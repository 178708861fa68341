//! Abelian sandpile automaton on a toroidal grid.
//!
//! Grains are dropped on cells; a cell holding four or more grains fires,
//! giving one grain to each of its four wrapped neighbors, which may fire in
//! turn. Every firing is checked against a bounded history of configurations
//! so that cascades which can never settle are recognized.
//!
//! - [`Grid`] - toroidal grid and neighbor model
//! - [`Sandpile`] - grain addition and avalanche propagation
//! - [`CycleDetector`] - bounded, insertion-ordered configuration history
//! - [`ExplosionRecorder`] - ordered log of avalanche summaries
//! - [`RandomDriver`] - seeded driver dropping grains on random cells
//!
//! # Example
//!
//! ```
//! use unshape_sandpile::{RandomDriver, Sandpile, format_run};
//!
//! let mut pile = Sandpile::new(16).unwrap();
//! let mut driver = RandomDriver::new(42);
//! driver.start();
//! driver.run(&mut pile, 200).unwrap();
//!
//! assert!(pile.grid().is_settled());
//! let line = format_run(&pile.flush_explosions());
//! assert!(line.ends_with('\n'));
//! ```

mod config;
mod cycle;
mod driver;
mod error;
mod grid;
mod recorder;
mod topple;

pub use config::{CascadeOrder, DEFAULT_MAX_FIRINGS, SandpileConfig};
pub use cycle::{CycleCheck, CycleDetector, CycleRecord, DEFAULT_HISTORY_CAPACITY};
pub use driver::{RandomDriver, RunSummary};
pub use error::{Result, SandpileError, UnsettledReason};
pub use grid::{ConfigKey, Grid, MAX_STABLE, THRESHOLD};
pub use recorder::{
    AvalancheEvent, ExplosionRecorder, LogRecord, append_run, format_run, parse_run, read_runs,
};
pub use topple::{Firing, FiringObserver, Sandpile, SandpileStatus};

// ============================================================================
// Invariant tests - properties that must hold for every reachable state
// ============================================================================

══════════════════════════════

- Directions
Number of lines with the string "four" in the data above: report this figure and nothing more.

- Finished exercise
2